Étape 7 : Séquençage

La bibliothèque construite est soumise à un séquençage en utilisant la plateforme de séquençage choisie.

Prétraitement des données de séquençage d'ARN

Après le séquençage, l'ensemble de données comprend généralement environ 400 millions de lectures RNA-seq, chacune composée de quatre lignes. Avant l'analyse, il est essentiel de prétraiter ces données.

1. Prétraitement des données : Filtrage des lectures RNA-seq de qualité inférieure

Sous-standard RNA-seq Les lectures, caractérisées par une reconnaissance de base de faible qualité ou une interférence de composé, doivent être filtrées. Dans des conditions normales, un fragment d'ARN-seq comprend deux jonctions de séquençage et un fragment d'ADN. Cependant, dans des conditions anormales, un fragment d'ARN-seq peut se composer uniquement de deux jonctions de séquençage.

2. Alignement des lectures RNA-seq de haute qualité au génome

La vaste séquence de bases du génome nécessite sa fragmentation en de nombreuses courtes séquences de bases, qui sont indexées et dont les emplacements chromosomiques sont enregistrés. De même, RNA-seq Les lectures sont fragmentées en petits segments. Ces fragments de lecture sont ensuite alignés avec les fragments correspondants du génome. En faisant correspondre les petits fragments des lectures RNA-seq à ceux du génome, il est possible d'inférer la localisation chromosomique de chaque fragment de lecture.

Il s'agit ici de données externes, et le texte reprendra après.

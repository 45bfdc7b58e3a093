//! Interactive login loop.
//!
//! Drives an [`OtpFlowController`] from terminal prompts until the session is
//! established or the user leaves. Prompts block, so each one runs on the
//! blocking pool while the flow keeps its own tasks on the runtime.

use anyhow::Result;
use dialoguer::{Input, Select};
use phone_auth::{FlowSnapshot, FlowState, OtpFlowController};
use tracing::debug;

use crate::context::AppContext;

const AWAITING_CODE_ACTIONS: [&str; 5] = [
    "Enter OTP",
    "Change phone number",
    "Get a new reCAPTCHA token",
    "Start over",
    "Exit",
];

const FAILED_ACTIONS: [&str; 2] = ["Start over", "Exit"];

/// Run the login flow. Returns the last snapshot, `Authenticated` on success.
pub async fn run(
    ctx: AppContext,
    controller: &OtpFlowController,
    mut prefill: Option<String>,
) -> Result<FlowSnapshot> {
    loop {
        let snapshot = controller.snapshot();
        debug!(state = %snapshot.state, "Prompting");

        match snapshot.state {
            FlowState::CollectingPhone => {
                let raw = match prefill.take() {
                    Some(raw) => raw,
                    None => prompt_text(ctx, "Phone number").await?,
                };
                ctx.print_info("Sending OTP...");
                let snapshot = controller.submit_phone(&raw).await?;
                report(ctx, &snapshot);
            }
            FlowState::AwaitingCode => match prompt_select(ctx, "OTP sent", &AWAITING_CODE_ACTIONS).await? {
                0 => {
                    let code = prompt_text(ctx, "OTP").await?;
                    let snapshot = controller.submit_code(&code).await?;
                    report(ctx, &snapshot);
                }
                1 => {
                    let raw = prompt_text(ctx, "Phone number").await?;
                    ctx.print_info("Sending OTP...");
                    let snapshot = controller.submit_phone(&raw).await?;
                    report(ctx, &snapshot);
                }
                2 => {
                    controller.human_verification_expired().await;
                    ctx.print_warning("A new reCAPTCHA token will be requested for the next OTP.");
                }
                3 => {
                    controller.restart().await;
                }
                _ => return Ok(snapshot),
            },
            FlowState::Failed => match prompt_select(ctx, "Login failed", &FAILED_ACTIONS).await? {
                0 => {
                    controller.restart().await;
                }
                _ => return Ok(snapshot),
            },
            FlowState::Authenticated => return Ok(snapshot),
            FlowState::SendingChallenge | FlowState::VerifyingCode => {
                let mut updates = controller.subscribe();
                updates
                    .wait_for(|s| {
                        !matches!(s.state, FlowState::SendingChallenge | FlowState::VerifyingCode)
                    })
                    .await?;
            }
        }
    }
}

fn report(ctx: AppContext, snapshot: &FlowSnapshot) {
    if let Some(error) = &snapshot.error {
        ctx.print_error(&error.message);
        return;
    }
    if snapshot.state == FlowState::AwaitingCode {
        if let Some(phone) = &snapshot.phone {
            ctx.print_success(&format!("OTP sent to {}", phone));
        }
    }
}

async fn prompt_text(ctx: AppContext, prompt: &'static str) -> Result<String> {
    let value = tokio::task::spawn_blocking(move || {
        Input::<String>::with_theme(&ctx.theme())
            .with_prompt(prompt)
            .interact_text()
    })
    .await??;
    Ok(value)
}

async fn prompt_select(ctx: AppContext, prompt: &'static str, items: &'static [&'static str]) -> Result<usize> {
    ctx.print_header(prompt);
    let selection = tokio::task::spawn_blocking(move || {
        Select::with_theme(&ctx.theme())
            .with_prompt("What would you like to do?")
            .items(items)
            .default(0)
            .interact()
    })
    .await??;
    Ok(selection)
}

3. Comptage des lectures par gène

Une fois que l'emplacement chromosomique de chacun RNA-seq Une fois qu'une lecture est déterminée, il devient possible de vérifier si une lecture se situe à l'intérieur d'un gène spécifique. Par exemple, en connaissant les coordonnées de gènes comme Xkr4 (Chromosome 1, position : 3204563-3661579) et Rp1 (Chromosome 1, position : 4280927-4399322), le nombre de lectures situées à ces coordonnées peut être comptabilisé, ce qui donne des comptes de lectures pour les gènes. Ce processus permet la construction d'une matrice de comptes de lectures.

4. Normalisation des données de séquençage

Étant donné que différents échantillons peuvent être comparés à des nombres variés de lectures dans le génome, des divergences dans les comptes de lectures peuvent survenir. Par exemple, l'Échantillon 1 pourrait avoir 635 lectures au total, tandis que l'Échantillon 2 en a 1270, presque le double de l'Échantillon 1. Cependant, cela n'indique pas un doublement de la transcription génique dans l'Échantillon 2. Au lieu de cela, cela signifie qu'il y a moins de lectures de mauvaise qualité dans l'Échantillon 2, qui sont interprétées par le séquenceur comme étant plus fluorescentes. Pour comparer avec précision les comptes de lectures et refléter les différences de transcription génique, les données de compte de lectures pour chaque gène doivent être ajustées. Des méthodes simples incluent la division de la valeur de compte de lectures pour chaque gène par le compte total de lectures de l'échantillon. Alternativement, des méthodes de normalisation plus complexes telles que RPKM, FPKM, TPM, etc., peuvent également être employées.